Kunst im Alltag


Hoch über den Dächern der Stadt, mit einem Ausblick, der bis nach Bratislava zu reichen scheint, freut man sich hier über die Möbeldesigns, die heimische Kreative mit Interio realisiert haben. Im Vordergrund stand dabei die Frage, wie archetypische Einrichtungsgegenstände für die Gegenwart reaktiviert werden können. Ungemein ansprechend etwa die Garderobe von Patrick Rampelotto mit variablen Einzelmodulen, die - an die Kleiderhaken an alten Wirtshausvertäfelungen erinnernd - jeweils aus einer Aufhängevorrichtung besteht. Darüber ist ein Spiegelobjekt fixiert, das auch als Geheimfach dienen kann. Robert Rüf dagegen verleiht dem Almer - einem einst für Alpenregionen typischen Schrank ein zeitgenössisches Gesicht.

Laborcharkter strahlen die weitläufigen Räumlichkeiten sechs Etagen unterhalb der Skyloft aus. Hier zeigt etwa das Duo mischer’traxler seine mehr in Richtung bildender Kunst tendierenden Objekte, die im Auftrag des Champagnerherstellers Perrier-Jouët und dessen Mission "Kunst in den Alltag hineinzutragen" entstanden. Die Installation "Ephemera" besteht unter anderem aus einem Tisch, der wie ein künstliches Herbarium anmutet. Nähert man sich den schablonenförmigen Pflanzmotiven, knicken sie ein. Geht man auf Distanz, gedeiht alles wieder.

Durchwegs schickem Interieur begegnet man in Nachbarschaft dazu anhand einer Bierbar, die das Design- und Architekturbüros Labvert für die Biermanufaktur R.M. Müller entworfen hat. In sozialer Hinsicht beeindruckt vor allem das Projekt "Roma Artisans: Craft Reloaded", das sich den Fertigkeiten der Kupferschmiede, der Holzschnitzerei und Besenbinderei widmet, die für die Volksgruppe der Roma lange Zeit ebenso identitätsstiftend wie die einzige Einkommensquelle waren.

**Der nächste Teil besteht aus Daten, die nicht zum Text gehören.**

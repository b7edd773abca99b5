//! Static command tree and dependency descriptors
//!
//! The grammar is a forest of [`Node`]s declared as `static` tables. A node is
//! either an interior branch, a leaf bound to an [`Action`], or a special node
//! that takes over the rest of the token stream. Names that need an argument
//! are listed in [`DEPENDENCIES`], keyed by name only, so the same label asks
//! for the same token kind wherever it appears in the tree.

use crate::error::{PwmgrError, PwmgrResult};
use crate::lexer::TokenKind;

/// Operations a leaf node can trigger
#[derive(Debug, Clone, Copy, PartialEq, Eq)]
pub enum Action {
    AddAccount,
    AddProperty,
    RemoveAccount,
    RemoveProperty,
    ShowAccount,
    ShowJournal,
    ListAccounts,
    Tree,
    Clear,
    Quit,
}

impl Action {
    /// Whether the action writes to the store (and therefore the journal)
    pub fn is_mutation(&self) -> bool {
        matches!(
            self,
            Self::AddAccount | Self::AddProperty | Self::RemoveAccount | Self::RemoveProperty
        )
    }
}

/// Handlers that receive the unconsumed token stream
#[derive(Debug, Clone, Copy, PartialEq, Eq)]
pub enum Special {
    Help,
}

#[derive(Debug, PartialEq, Eq)]
pub enum NodeKind {
    Interior(&'static [Node]),
    Leaf(Action),
    Special(Special),
}

/// One branch of the command tree
#[derive(Debug, PartialEq, Eq)]
pub struct Node {
    pub name: &'static str,
    pub description: &'static str,
    pub kind: NodeKind,
}

impl Node {
    pub const fn interior(
        name: &'static str,
        description: &'static str,
        children: &'static [Node],
    ) -> Self {
        Self {
            name,
            description,
            kind: NodeKind::Interior(children),
        }
    }

    pub const fn leaf(name: &'static str, description: &'static str, action: Action) -> Self {
        Self {
            name,
            description,
            kind: NodeKind::Leaf(action),
        }
    }

    pub const fn special(
        name: &'static str,
        description: &'static str,
        special: Special,
    ) -> Self {
        Self {
            name,
            description,
            kind: NodeKind::Special(special),
        }
    }

    /// Children of an interior node; empty for leaves and special nodes
    pub fn children(&self) -> &[Node] {
        match self.kind {
            NodeKind::Interior(children) => children,
            NodeKind::Leaf(_) | NodeKind::Special(_) => &[],
        }
    }

    /// Child whose name matches `name` exactly
    pub fn child(&self, name: &str) -> Option<&Node> {
        self.children().iter().find(|child| child.name == name)
    }

    pub fn is_interior(&self) -> bool {
        matches!(self.kind, NodeKind::Interior(_))
    }

    /// The root is the only node without a name
    pub fn is_root(&self) -> bool {
        self.name.is_empty()
    }
}

/// Token kinds that must directly follow a command name
#[derive(Debug, PartialEq, Eq)]
pub struct Dependency {
    pub name: &'static str,
    pub accepts: &'static [TokenKind],
    /// Short form shown next to the name in listings
    pub hint: &'static str,
    /// Phrase used in "Expected ... after" diagnostics
    pub expected: &'static str,
}

impl Dependency {
    pub fn accepts(&self, kind: TokenKind) -> bool {
        self.accepts.contains(&kind)
    }
}

pub static DEPENDENCIES: &[Dependency] = &[
    Dependency {
        name: "account",
        accepts: &[TokenKind::Word, TokenKind::Number],
        hint: "name(word)",
        expected: "an account name (word)",
    },
    Dependency {
        name: "property",
        accepts: &[TokenKind::Word, TokenKind::Number],
        hint: "name(word)",
        expected: "a property name (word)",
    },
    Dependency {
        name: "value",
        accepts: &[TokenKind::String, TokenKind::Number],
        hint: "value(string|number)",
        expected: "a value (string or number)",
    },
];

/// Dependency descriptor for a node name
pub fn dependency(name: &str) -> Option<&'static Dependency> {
    DEPENDENCIES.iter().find(|dep| dep.name == name)
}

static ADD_PROPERTY_ACCOUNT: [Node; 1] = [Node::leaf(
    "value",
    "set the value of the new property",
    Action::AddProperty,
)];

static ADD_PROPERTY: [Node; 1] = [Node::interior(
    "account",
    "choose the account that receives the property",
    &ADD_PROPERTY_ACCOUNT,
)];

static ADD: [Node; 2] = [
    Node::leaf("account", "add an account", Action::AddAccount),
    Node::interior("property", "add a property to an account", &ADD_PROPERTY),
];

static REMOVE_PROPERTY: [Node; 1] = [Node::leaf(
    "account",
    "choose an account to remove the property from",
    Action::RemoveProperty,
)];

static REMOVE: [Node; 2] = [
    Node::leaf(
        "account",
        "remove an account from the list of accounts",
        Action::RemoveAccount,
    ),
    Node::interior(
        "property",
        "remove a property from an account",
        &REMOVE_PROPERTY,
    ),
];

static LIST: [Node; 1] = [Node::leaf(
    "accounts",
    "lists all accounts",
    Action::ListAccounts,
)];

static ACCOUNT: [Node; 1] = [Node::leaf(
    "show",
    "shows data of given account",
    Action::ShowAccount,
)];

static INFO: [Node; 2] = [
    Node::leaf("account", "shows data of given account", Action::ShowAccount),
    Node::leaf("backup", "shows every entry of the journal", Action::ShowJournal),
];

static TOP_LEVEL: [Node; 10] = [
    Node::special("help", "shows help for a specific command", Special::Help),
    Node::interior("add", "add an account or a property", &ADD),
    Node::interior("remove", "remove an account or a property", &REMOVE),
    Node::interior("list", "shows a specific list", &LIST),
    Node::leaf("tree", "shows a tree view of all commands", Action::Tree),
    Node::interior("account", "access account file", &ACCOUNT),
    Node::interior("info", "show an account or the journal", &INFO),
    Node::leaf("clear", "clears the screen", Action::Clear),
    Node::leaf("quit", "quit the program", Action::Quit),
    Node::leaf("exit", "exit the program (same as quit)", Action::Quit),
];

static ROOT: Node = Node::interior("", "", &TOP_LEVEL);

/// Read-only handle on a command tree
#[derive(Debug, Clone, Copy)]
pub struct CommandTree {
    root: &'static Node,
}

impl CommandTree {
    /// Tree over an arbitrary static root
    pub fn new(root: &'static Node) -> Self {
        Self { root }
    }

    /// The grammar of the interactive shell
    pub fn standard() -> Self {
        Self::new(&ROOT)
    }

    pub fn root(&self) -> &'static Node {
        self.root
    }

    /// Check that no interior node has two children with the same name
    pub fn validate(&self) -> PwmgrResult<()> {
        fn check(node: &Node) -> PwmgrResult<()> {
            let children = node.children();
            for (i, child) in children.iter().enumerate() {
                if child.name.is_empty() {
                    return Err(PwmgrError::Validation(format!(
                        "Branch '{}' has a child without a name",
                        node.name
                    )));
                }
                if children[..i].iter().any(|other| other.name == child.name) {
                    return Err(PwmgrError::Validation(format!(
                        "Branch '{}' has more than one option named '{}'",
                        node.name, child.name
                    )));
                }
                check(child)?;
            }
            Ok(())
        }

        check(self.root)
    }
}

impl Default for CommandTree {
    fn default() -> Self {
        Self::standard()
    }
}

Die Präsentation, die wie viele Projekte der Vienna Design Week, die Qualität des Überlieferten mit Innovation verschmelzen, basiert auf der Zusammenarbeit der in Wien ansässigen Designer Nadja Zerunian & Peter Weisz und der 2012 in Rumänien initiierten Mesteshukar ButiQ, einem Label, das Protagonisten der erwähnten Handwerksdisziplinen vereint und auf diese Weise die Aufmerksamkeit für die kulturelle Produktion der Roma schärft.

Wie Gott in Frankreich


Und schließlich das Gastland Frankreich. Ein in die Jahre gekommenes Modell der Automarke Citroën weist den Weg in die Ausstellung "20 Ikonen des französischen Designs". Nicht nur dem BiC-Kugelschreiber wird hier alle Ehre erwiesen, sondern auch jener orangefarbenen Chaise-Longe, die Olivier Mourgue einst für das Setting Stanley Kubricks "2001: A Space Odyssey" entworfen hat.